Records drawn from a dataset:
☆ ☆ ☆ ☆ ☆

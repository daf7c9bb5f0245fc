//! Benchmarks for timestamp planning and end-to-end frame sampling.
//!
//! Run with: cargo bench
//!
//! The FFmpeg benchmarks require fixture files from
//! `tests/fixtures/generate_fixtures.sh`.

use std::{path::Path, time::Duration};

use criterion::Criterion;
use reelscan::{
    AudioFormat, ExtractOptions, FfmpegLogLevel, FrameExtractor, VideoSource, sample_timestamps,
};

const SAMPLE_VIDEO: &str = "tests/fixtures/sample_video.mp4";

fn benchmark_timestamp_planning(criterion: &mut Criterion) {
    criterion.bench_function("plan 15 timestamps", |bencher| {
        bencher.iter(|| sample_timestamps(std::hint::black_box(Duration::from_secs(95)), 15));
    });
}

fn benchmark_probe(criterion: &mut Criterion) {
    reelscan::set_ffmpeg_log_level(FfmpegLogLevel::Error);

    if !Path::new(SAMPLE_VIDEO).exists() {
        eprintln!("Skipping benchmark: fixture not found");
        return;
    }

    let runtime = tokio::runtime::Builder::new_current_thread()
        .enable_all()
        .build()
        .unwrap();
    let extractor = FrameExtractor::default();
    let source = VideoSource::from_path(SAMPLE_VIDEO);

    criterion.bench_function("probe", |bencher| {
        bencher.iter(|| runtime.block_on(extractor.probe(&source)).unwrap());
    });
}

fn benchmark_sampling(criterion: &mut Criterion) {
    if !Path::new(SAMPLE_VIDEO).exists() {
        return;
    }

    let source = VideoSource::from_path(SAMPLE_VIDEO);
    let mut group = criterion.benchmark_group("sampling");
    group.sample_size(10);

    let default_extractor = FrameExtractor::default();
    group.bench_function("15 frames at quality 0.4", |bencher| {
        bencher.iter(|| default_extractor.extract_blocking(&source).unwrap());
    });

    let high_quality = FrameExtractor::new(ExtractOptions::new().with_jpeg_quality(0.9));
    group.bench_function("15 frames at quality 0.9", |bencher| {
        bencher.iter(|| high_quality.extract_blocking(&source).unwrap());
    });

    let with_audio = FrameExtractor::new(ExtractOptions::new().with_audio(AudioFormat::Wav));
    group.bench_function("15 frames with WAV audio", |bencher| {
        bencher.iter(|| with_audio.extract_blocking(&source).unwrap());
    });

    group.finish();
}

criterion::criterion_group!(
    benches,
    benchmark_timestamp_planning,
    benchmark_probe,
    benchmark_sampling,
);
criterion::criterion_main!(benches);
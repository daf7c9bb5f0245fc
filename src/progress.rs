//! Progress reporting and cancellation support.
//!
//! This module provides [`ProgressCallback`] for monitoring frame sampling,
//! [`CancellationToken`] for cooperative cancellation, and [`ProgressInfo`]
//! for progress snapshots.
//!
//! # Example
//!
//! ```no_run
//! use std::sync::Arc;
//!
//! use reelscan::{
//!     ExtractOptions, ExtractionError, FrameExtractor, ProgressCallback,
//!     ProgressInfo, VideoSource,
//! };
//!
//! struct PrintProgress;
//!
//! impl ProgressCallback for PrintProgress {
//!     fn on_progress(&self, info: &ProgressInfo) {
//!         println!("[{:?}] {}% complete", info.operation, info.percentage);
//!     }
//! }
//!
//! let options = ExtractOptions::new().with_progress(Arc::new(PrintProgress));
//! let extractor = FrameExtractor::new(options);
//! let result = extractor.extract_blocking(&VideoSource::from_path("input.mp4"))?;
//! # Ok::<(), ExtractionError>(())
//! ```

use std::sync::{
    Arc,
    atomic::{AtomicBool, Ordering},
};
use std::time::{Duration, Instant};

/// The kind of operation currently in progress.
#[derive(Debug, Clone, Copy, PartialEq, Eq)]
#[non_exhaustive]
pub enum OperationType {
    /// Seeking, rasterizing and encoding sampled frames.
    FrameSampling,
}

/// A snapshot of extraction progress.
///
/// Delivered to [`ProgressCallback::on_progress`] once per completed frame.
#[derive(Debug, Clone)]
pub struct ProgressInfo {
    /// What kind of work is being performed.
    pub operation: OperationType,
    /// How many frames have been sampled so far.
    pub current: u64,
    /// Total frames that will be sampled.
    pub total: u64,
    /// `round(100 * current / total)`, at least 1 once a frame is done and
    /// never lower than a previous report.
    pub percentage: u8,
    /// Wall-clock time elapsed since sampling started.
    pub elapsed: Duration,
    /// Estimated time remaining, based on current throughput.
    pub estimated_remaining: Option<Duration>,
    /// Timestamp of the frame that was just sampled.
    pub current_timestamp: Option<Duration>,
}

/// Trait for receiving progress updates during extraction.
///
/// Implementations must be [`Send`] and [`Sync`] because an extraction
/// future may move between runtime worker threads.
///
/// Progress callbacks are **infallible**: they observe but cannot halt the
/// operation. Use [`CancellationToken`] for cooperative cancellation.
pub trait ProgressCallback: Send + Sync {
    /// Called after each sampled frame.
    fn on_progress(&self, info: &ProgressInfo);
}

/// Discards all progress notifications. The default callback.
pub(crate) struct NoOpProgress;

impl ProgressCallback for NoOpProgress {
    fn on_progress(&self, _info: &ProgressInfo) {}
}

/// Cooperative cancellation token backed by an [`AtomicBool`].
///
/// Clone this token and share it between threads or tasks; call
/// [`cancel`](CancellationToken::cancel) from anywhere to request
/// cancellation. The sampler checks the token before each seek.
///
/// # Example
///
/// ```
/// use reelscan::CancellationToken;
///
/// let token = CancellationToken::new();
/// assert!(!token.is_cancelled());
///
/// token.cancel();
/// assert!(token.is_cancelled());
/// ```
#[derive(Debug, Clone)]
pub struct CancellationToken {
    cancelled: Arc<AtomicBool>,
}

impl CancellationToken {
    /// Create a new, non-cancelled token.
    pub fn new() -> Self {
        Self {
            cancelled: Arc::new(AtomicBool::new(false)),
        }
    }

    /// Request cancellation.
    ///
    /// All clones of this token will observe the cancellation.
    pub fn cancel(&self) {
        self.cancelled.store(true, Ordering::Release);
    }

    /// Check whether cancellation has been requested.
    pub fn is_cancelled(&self) -> bool {
        self.cancelled.load(Ordering::Acquire)
    }
}

impl Default for CancellationToken {
    fn default() -> Self {
        Self::new()
    }
}

/// Tracks sampling progress and emits callbacks.
pub(crate) struct ProgressTracker {
    callback: Arc<dyn ProgressCallback>,
    operation: OperationType,
    total: u64,
    current: u64,
    last_percentage: u8,
    start_time: Instant,
}

impl ProgressTracker {
    pub(crate) fn new(
        callback: Arc<dyn ProgressCallback>,
        operation: OperationType,
        total: u64,
    ) -> Self {
        Self {
            callback,
            operation,
            total,
            current: 0,
            last_percentage: 0,
            start_time: Instant::now(),
        }
    }

    /// Record one completed frame and report it.
    pub(crate) fn advance(&mut self, timestamp: Option<Duration>) {
        self.current += 1;

        let percentage = completion_percentage(self.current, self.total).max(self.last_percentage);
        self.last_percentage = percentage;

        let elapsed = self.start_time.elapsed();
        let remaining = self.total.saturating_sub(self.current);
        let estimated_remaining = u32::try_from(self.current)
            .ok()
            .zip(u32::try_from(remaining).ok())
            .map(|(done, left)| elapsed / done * left);

        let info = ProgressInfo {
            operation: self.operation,
            current: self.current,
            total: self.total,
            percentage,
            elapsed,
            estimated_remaining,
            current_timestamp: timestamp,
        };

        self.callback.on_progress(&info);
    }
}

/// `round(100 * current / total)`, clamped to `0..=100`.
///
/// Any completed work reports at least 1, so large totals never open with 0.
pub(crate) fn completion_percentage(current: u64, total: u64) -> u8 {
    if total == 0 {
        return 100;
    }
    if current == 0 {
        return 0;
    }
    let ratio = current.min(total) as f64 / total as f64;
    ((ratio * 100.0).round() as u8).max(1)
}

☆ ☆ ☆ ☆ ☆

# Action item
Nothing but a number is wanted: report how many lines in the entries above contain the string "elapsed".

# Exercise output
5